Stored items

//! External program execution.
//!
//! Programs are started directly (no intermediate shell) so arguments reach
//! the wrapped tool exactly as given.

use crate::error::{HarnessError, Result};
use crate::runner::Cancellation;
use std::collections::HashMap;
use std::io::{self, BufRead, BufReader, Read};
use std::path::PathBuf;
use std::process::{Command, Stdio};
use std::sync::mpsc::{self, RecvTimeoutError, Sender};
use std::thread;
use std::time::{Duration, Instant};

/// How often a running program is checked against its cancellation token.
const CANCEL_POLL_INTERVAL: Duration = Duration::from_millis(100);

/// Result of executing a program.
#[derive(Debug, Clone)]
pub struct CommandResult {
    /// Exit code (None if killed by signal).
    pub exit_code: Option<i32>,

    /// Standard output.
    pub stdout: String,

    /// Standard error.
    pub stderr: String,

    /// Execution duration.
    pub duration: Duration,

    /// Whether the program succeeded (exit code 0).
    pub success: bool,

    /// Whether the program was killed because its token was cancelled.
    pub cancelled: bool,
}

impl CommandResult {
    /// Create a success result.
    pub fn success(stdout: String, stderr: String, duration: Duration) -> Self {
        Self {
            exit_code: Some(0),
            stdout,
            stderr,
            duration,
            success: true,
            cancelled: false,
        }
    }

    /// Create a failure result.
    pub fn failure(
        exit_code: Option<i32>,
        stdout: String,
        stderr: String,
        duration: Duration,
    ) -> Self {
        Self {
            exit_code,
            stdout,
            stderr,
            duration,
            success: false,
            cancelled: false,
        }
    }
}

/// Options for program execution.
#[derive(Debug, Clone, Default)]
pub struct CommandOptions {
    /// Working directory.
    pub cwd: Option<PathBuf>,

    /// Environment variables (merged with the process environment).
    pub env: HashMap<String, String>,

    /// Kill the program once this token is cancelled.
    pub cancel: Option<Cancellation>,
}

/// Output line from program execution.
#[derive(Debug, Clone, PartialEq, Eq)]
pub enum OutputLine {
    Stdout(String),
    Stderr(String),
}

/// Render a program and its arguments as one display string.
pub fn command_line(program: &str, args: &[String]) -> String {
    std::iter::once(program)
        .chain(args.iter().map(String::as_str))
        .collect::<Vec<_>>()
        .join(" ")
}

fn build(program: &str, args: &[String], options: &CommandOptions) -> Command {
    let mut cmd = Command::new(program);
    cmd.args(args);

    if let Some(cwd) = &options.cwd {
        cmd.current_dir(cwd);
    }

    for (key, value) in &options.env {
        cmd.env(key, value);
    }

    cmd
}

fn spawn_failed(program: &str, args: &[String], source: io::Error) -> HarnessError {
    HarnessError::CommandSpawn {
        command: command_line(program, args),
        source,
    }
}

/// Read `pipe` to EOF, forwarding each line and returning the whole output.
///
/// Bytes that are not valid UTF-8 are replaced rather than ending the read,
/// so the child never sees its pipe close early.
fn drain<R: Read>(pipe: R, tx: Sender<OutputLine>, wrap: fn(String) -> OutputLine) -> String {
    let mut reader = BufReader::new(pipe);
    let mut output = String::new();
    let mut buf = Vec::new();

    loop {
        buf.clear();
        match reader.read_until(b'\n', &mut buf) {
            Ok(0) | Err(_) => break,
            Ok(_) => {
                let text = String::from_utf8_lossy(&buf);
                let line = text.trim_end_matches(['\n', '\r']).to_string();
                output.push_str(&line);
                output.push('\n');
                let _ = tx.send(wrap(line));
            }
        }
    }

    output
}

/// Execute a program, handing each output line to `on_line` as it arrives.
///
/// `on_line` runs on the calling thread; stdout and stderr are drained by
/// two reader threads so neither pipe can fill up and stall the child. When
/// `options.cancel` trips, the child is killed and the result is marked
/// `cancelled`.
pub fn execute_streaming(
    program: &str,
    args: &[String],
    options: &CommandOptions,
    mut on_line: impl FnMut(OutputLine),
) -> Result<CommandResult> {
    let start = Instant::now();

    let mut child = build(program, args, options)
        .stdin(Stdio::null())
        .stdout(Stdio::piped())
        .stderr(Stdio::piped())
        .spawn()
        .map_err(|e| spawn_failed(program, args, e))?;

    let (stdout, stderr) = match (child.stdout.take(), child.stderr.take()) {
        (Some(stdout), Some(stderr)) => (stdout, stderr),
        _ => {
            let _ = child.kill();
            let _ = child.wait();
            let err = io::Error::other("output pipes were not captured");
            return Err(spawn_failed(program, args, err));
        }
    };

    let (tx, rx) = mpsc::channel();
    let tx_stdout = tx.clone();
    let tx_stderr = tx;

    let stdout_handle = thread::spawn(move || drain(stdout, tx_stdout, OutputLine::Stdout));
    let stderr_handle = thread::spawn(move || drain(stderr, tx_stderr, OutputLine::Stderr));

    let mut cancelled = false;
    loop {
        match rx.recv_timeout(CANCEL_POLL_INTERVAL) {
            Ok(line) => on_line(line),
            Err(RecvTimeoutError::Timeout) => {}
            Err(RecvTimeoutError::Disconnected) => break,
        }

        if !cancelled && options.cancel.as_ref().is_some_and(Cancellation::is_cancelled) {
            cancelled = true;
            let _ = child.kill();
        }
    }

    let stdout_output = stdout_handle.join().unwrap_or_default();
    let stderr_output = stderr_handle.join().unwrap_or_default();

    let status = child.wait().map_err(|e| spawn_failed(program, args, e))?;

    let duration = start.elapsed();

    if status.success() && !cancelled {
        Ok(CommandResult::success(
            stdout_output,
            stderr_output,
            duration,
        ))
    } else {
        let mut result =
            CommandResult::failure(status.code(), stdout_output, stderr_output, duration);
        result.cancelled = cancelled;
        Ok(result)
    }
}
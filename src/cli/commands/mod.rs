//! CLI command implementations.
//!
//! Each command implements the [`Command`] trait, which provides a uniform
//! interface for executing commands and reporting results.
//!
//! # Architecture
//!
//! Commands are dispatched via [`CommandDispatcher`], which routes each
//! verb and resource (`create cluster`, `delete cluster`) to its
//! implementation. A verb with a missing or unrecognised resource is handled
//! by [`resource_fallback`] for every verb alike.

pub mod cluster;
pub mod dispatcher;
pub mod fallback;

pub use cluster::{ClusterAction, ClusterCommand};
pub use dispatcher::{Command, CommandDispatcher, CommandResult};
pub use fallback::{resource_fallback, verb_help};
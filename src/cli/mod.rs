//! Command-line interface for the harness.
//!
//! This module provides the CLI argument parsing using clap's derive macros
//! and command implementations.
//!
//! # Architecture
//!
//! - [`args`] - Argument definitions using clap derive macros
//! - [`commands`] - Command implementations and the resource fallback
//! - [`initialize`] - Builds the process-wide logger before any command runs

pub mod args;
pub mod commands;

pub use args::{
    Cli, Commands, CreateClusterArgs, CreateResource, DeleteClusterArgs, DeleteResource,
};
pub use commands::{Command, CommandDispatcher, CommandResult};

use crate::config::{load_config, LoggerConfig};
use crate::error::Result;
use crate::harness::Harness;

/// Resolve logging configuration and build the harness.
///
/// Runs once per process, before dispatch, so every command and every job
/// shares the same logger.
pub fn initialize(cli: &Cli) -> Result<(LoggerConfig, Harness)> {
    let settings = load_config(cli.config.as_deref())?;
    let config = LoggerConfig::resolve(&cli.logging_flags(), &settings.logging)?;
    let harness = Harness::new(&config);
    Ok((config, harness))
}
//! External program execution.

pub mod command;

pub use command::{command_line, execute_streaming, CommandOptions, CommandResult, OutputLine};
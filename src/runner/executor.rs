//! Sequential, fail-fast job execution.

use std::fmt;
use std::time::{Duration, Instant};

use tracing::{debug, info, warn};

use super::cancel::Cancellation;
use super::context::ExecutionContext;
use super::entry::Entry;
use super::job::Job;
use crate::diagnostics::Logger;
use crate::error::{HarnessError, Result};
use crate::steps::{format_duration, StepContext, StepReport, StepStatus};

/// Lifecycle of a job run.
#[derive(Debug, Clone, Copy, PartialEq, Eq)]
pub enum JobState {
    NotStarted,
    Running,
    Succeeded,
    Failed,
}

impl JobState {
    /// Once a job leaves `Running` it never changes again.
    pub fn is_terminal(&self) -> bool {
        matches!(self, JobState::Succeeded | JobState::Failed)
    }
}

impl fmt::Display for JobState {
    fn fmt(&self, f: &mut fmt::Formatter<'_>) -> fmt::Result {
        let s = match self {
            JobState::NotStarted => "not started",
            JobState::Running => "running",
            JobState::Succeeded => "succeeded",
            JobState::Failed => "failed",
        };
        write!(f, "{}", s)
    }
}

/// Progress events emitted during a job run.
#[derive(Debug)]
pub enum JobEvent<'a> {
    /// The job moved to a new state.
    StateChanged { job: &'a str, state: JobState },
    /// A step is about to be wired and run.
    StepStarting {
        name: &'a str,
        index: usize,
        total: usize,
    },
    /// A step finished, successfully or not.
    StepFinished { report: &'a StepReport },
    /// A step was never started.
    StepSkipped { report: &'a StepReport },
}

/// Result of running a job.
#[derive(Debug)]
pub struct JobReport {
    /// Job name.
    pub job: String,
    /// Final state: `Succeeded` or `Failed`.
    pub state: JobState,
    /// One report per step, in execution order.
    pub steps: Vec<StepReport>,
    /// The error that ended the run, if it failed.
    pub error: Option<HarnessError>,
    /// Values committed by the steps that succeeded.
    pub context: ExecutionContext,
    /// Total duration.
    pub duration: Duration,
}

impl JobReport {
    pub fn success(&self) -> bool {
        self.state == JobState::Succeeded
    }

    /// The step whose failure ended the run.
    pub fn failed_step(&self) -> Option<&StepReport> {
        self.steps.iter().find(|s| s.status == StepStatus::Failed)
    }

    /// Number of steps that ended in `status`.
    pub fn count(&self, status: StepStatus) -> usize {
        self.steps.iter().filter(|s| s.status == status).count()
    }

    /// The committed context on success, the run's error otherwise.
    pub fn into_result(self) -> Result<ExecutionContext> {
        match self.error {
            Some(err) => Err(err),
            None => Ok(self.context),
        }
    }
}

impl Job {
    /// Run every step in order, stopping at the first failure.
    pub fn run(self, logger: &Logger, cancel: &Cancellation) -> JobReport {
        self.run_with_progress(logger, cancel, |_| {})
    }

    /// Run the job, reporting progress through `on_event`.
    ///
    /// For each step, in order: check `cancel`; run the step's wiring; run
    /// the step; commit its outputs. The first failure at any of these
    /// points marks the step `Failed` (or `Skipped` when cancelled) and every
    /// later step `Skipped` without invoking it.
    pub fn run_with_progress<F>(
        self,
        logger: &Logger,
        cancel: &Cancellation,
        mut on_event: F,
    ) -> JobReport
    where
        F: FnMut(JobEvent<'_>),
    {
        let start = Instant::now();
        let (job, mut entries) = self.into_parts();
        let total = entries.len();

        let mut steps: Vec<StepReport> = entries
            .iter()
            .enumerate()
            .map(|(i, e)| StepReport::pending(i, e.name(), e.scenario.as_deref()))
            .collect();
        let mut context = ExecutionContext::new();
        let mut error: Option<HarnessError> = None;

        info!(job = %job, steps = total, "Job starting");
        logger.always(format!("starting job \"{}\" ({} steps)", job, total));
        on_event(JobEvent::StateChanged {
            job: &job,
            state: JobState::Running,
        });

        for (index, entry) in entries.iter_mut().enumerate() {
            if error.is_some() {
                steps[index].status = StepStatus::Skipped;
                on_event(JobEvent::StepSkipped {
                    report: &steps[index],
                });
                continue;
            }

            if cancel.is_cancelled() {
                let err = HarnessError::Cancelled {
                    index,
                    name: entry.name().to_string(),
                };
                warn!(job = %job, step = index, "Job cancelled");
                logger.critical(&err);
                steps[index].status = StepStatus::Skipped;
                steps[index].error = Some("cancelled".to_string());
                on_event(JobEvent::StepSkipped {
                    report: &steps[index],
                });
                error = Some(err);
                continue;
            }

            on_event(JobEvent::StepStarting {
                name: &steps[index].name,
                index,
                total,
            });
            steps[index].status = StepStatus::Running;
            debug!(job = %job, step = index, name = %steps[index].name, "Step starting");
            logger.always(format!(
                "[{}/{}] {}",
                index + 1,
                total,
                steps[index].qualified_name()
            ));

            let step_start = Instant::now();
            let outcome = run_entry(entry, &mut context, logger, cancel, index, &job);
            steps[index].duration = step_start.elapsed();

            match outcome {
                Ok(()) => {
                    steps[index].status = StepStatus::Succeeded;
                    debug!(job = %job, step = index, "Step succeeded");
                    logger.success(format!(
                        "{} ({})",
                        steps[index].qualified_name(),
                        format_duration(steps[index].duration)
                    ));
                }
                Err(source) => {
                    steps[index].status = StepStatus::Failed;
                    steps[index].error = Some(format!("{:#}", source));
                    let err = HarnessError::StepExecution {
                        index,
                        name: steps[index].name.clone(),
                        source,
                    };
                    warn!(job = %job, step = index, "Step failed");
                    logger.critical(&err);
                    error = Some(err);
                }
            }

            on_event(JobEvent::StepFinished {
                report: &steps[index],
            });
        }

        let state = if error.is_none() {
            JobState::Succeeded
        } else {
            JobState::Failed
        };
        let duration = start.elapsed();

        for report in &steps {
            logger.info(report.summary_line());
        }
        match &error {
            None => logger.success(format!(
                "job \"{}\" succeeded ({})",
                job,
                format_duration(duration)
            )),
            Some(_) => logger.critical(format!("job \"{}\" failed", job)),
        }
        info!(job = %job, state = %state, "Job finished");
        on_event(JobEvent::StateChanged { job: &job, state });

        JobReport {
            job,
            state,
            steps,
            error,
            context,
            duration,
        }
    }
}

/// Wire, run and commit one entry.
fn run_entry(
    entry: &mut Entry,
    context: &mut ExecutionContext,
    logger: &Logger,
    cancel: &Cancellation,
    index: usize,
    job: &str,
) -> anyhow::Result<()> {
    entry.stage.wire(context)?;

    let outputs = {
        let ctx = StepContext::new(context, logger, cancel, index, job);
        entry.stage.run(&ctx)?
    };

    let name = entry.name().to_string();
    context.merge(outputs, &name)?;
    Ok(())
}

■ Assignment
Copy the lines from the start of the data verbatim, stopping after the line containing "use std::path::PathBuf;".

■ Solution to the exercise
//! External program execution.
//!
//! Programs are started directly (no intermediate shell) so arguments reach
//! the wrapped tool exactly as given.

use crate::error::{HarnessError, Result};
use crate::runner::Cancellation;
use std::collections::HashMap;
use std::io::{self, BufRead, BufReader, Read};
use std::path::PathBuf;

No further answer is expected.